#### Supplied information ####

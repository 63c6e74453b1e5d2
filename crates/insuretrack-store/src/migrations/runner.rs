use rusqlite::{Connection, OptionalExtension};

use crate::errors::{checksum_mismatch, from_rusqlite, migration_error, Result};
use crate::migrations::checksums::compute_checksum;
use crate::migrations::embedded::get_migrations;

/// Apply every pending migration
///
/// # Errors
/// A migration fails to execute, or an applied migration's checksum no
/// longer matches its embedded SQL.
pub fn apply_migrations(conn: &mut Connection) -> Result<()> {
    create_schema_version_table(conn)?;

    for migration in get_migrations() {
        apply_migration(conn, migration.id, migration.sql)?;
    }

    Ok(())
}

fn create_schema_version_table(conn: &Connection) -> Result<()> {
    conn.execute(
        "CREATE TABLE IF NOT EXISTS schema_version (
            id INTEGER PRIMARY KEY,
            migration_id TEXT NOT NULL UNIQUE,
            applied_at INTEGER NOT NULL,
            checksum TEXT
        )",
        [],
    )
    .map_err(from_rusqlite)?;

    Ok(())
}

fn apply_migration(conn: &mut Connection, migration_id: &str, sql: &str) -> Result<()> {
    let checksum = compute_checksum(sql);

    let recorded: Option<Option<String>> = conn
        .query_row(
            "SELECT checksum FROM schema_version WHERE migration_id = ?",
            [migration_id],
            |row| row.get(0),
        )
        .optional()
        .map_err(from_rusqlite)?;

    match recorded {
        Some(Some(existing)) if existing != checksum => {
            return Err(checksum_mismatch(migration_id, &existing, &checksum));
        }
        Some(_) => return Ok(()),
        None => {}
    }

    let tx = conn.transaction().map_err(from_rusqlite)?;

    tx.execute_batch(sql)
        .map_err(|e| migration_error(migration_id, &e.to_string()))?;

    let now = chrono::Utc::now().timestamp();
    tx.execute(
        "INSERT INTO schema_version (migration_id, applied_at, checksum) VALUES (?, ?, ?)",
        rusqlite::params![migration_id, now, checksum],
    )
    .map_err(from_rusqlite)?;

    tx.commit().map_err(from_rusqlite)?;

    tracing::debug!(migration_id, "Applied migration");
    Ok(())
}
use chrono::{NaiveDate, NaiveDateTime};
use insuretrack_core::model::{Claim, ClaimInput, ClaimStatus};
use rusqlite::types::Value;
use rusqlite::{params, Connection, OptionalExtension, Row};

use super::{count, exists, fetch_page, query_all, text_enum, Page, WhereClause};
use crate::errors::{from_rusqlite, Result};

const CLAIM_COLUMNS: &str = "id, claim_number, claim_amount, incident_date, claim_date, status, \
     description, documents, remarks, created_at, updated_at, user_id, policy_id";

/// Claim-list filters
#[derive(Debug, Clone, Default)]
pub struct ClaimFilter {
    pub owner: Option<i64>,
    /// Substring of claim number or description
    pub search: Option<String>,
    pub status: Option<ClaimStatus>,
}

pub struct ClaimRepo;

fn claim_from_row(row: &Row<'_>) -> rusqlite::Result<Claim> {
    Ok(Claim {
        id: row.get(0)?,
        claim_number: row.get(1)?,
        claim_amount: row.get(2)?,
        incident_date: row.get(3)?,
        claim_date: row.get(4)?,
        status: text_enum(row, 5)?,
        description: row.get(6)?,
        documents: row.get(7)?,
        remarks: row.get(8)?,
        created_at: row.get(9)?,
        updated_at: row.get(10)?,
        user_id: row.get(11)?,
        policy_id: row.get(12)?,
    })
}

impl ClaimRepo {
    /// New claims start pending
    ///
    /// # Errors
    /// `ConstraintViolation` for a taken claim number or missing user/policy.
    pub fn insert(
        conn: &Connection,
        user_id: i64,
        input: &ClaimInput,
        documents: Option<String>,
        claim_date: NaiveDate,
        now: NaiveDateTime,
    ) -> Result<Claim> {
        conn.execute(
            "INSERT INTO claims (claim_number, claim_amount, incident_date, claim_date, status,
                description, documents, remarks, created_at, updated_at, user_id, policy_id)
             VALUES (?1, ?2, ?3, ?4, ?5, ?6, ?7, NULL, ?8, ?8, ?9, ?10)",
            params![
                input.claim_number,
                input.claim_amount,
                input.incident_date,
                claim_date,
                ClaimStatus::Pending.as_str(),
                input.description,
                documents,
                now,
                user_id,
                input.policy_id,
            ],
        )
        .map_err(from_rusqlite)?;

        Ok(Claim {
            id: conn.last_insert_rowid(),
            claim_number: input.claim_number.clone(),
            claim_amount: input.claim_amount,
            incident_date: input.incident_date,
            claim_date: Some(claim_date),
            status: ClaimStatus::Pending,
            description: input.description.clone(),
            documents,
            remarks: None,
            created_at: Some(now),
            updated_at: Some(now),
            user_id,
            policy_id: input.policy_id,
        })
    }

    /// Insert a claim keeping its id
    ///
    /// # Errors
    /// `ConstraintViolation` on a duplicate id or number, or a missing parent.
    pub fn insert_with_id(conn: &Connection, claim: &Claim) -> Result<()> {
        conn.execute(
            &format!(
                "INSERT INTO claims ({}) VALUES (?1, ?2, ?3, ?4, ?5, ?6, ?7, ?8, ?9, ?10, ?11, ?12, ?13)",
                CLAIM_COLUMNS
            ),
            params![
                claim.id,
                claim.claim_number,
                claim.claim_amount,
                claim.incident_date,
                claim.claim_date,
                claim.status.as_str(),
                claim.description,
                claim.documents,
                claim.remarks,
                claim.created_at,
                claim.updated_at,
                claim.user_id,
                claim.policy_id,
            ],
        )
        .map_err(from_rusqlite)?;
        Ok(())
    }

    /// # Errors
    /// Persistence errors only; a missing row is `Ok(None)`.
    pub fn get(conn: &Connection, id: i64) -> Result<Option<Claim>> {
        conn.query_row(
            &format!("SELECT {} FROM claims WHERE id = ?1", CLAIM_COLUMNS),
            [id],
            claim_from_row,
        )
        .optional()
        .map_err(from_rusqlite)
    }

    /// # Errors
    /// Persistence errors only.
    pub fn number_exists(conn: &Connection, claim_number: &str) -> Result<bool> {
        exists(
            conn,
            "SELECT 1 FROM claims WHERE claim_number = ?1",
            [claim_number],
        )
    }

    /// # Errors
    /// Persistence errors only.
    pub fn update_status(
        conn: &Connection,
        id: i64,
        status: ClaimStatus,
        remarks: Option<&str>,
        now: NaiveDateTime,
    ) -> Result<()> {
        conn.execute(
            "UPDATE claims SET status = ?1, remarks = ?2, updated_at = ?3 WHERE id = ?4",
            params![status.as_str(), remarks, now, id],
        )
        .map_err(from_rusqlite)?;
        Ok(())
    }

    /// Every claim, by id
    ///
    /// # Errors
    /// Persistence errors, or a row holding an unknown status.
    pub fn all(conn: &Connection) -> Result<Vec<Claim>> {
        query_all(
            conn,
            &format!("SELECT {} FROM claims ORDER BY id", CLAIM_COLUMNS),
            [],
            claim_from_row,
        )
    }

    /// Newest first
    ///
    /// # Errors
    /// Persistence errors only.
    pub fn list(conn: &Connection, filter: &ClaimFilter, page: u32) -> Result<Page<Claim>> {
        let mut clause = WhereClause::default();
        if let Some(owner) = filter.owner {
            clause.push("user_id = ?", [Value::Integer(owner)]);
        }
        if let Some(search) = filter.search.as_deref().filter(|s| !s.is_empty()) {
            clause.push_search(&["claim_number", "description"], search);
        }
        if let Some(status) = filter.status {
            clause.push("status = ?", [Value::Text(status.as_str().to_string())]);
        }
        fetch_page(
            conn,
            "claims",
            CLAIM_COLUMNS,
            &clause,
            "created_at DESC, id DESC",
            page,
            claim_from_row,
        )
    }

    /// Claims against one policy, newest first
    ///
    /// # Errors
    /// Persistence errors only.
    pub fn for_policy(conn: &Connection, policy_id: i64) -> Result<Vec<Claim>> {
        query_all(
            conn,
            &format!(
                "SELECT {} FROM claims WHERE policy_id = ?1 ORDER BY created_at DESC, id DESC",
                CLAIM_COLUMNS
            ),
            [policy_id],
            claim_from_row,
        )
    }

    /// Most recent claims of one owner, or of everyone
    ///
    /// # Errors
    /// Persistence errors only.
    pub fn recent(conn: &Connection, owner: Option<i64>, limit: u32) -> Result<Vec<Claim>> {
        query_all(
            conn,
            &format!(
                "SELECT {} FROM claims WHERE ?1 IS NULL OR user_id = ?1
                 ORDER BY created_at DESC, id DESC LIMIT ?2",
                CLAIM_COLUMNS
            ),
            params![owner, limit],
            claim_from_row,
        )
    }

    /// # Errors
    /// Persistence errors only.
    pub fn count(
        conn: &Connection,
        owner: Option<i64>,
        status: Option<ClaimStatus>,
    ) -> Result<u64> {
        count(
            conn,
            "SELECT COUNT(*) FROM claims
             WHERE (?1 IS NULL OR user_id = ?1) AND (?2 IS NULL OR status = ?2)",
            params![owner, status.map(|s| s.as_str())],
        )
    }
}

####

> **Work order**
From the line containing "pub fn for_policy(conn: &Connection, policy_id: i64)" down to the final line of the data, write out every line exactly; both the first and last of these belong in your answer, and nothing else does.

> **Answer for the task**
    pub fn for_policy(conn: &Connection, policy_id: i64) -> Result<Vec<Claim>> {
        query_all(
            conn,
            &format!(
                "SELECT {} FROM claims WHERE policy_id = ?1 ORDER BY created_at DESC, id DESC",
                CLAIM_COLUMNS
            ),
            [policy_id],
            claim_from_row,
        )
    }

    /// Most recent claims of one owner, or of everyone
    ///
    /// # Errors
    /// Persistence errors only.
    pub fn recent(conn: &Connection, owner: Option<i64>, limit: u32) -> Result<Vec<Claim>> {
        query_all(
            conn,
            &format!(
                "SELECT {} FROM claims WHERE ?1 IS NULL OR user_id = ?1
                 ORDER BY created_at DESC, id DESC LIMIT ?2",
                CLAIM_COLUMNS
            ),
            params![owner, limit],
            claim_from_row,
        )
    }

    /// # Errors
    /// Persistence errors only.
    pub fn count(
        conn: &Connection,
        owner: Option<i64>,
        status: Option<ClaimStatus>,
    ) -> Result<u64> {
        count(
            conn,
            "SELECT COUNT(*) FROM claims
             WHERE (?1 IS NULL OR user_id = ?1) AND (?2 IS NULL OR status = ?2)",
            params![owner, status.map(|s| s.as_str())],
        )
    }
}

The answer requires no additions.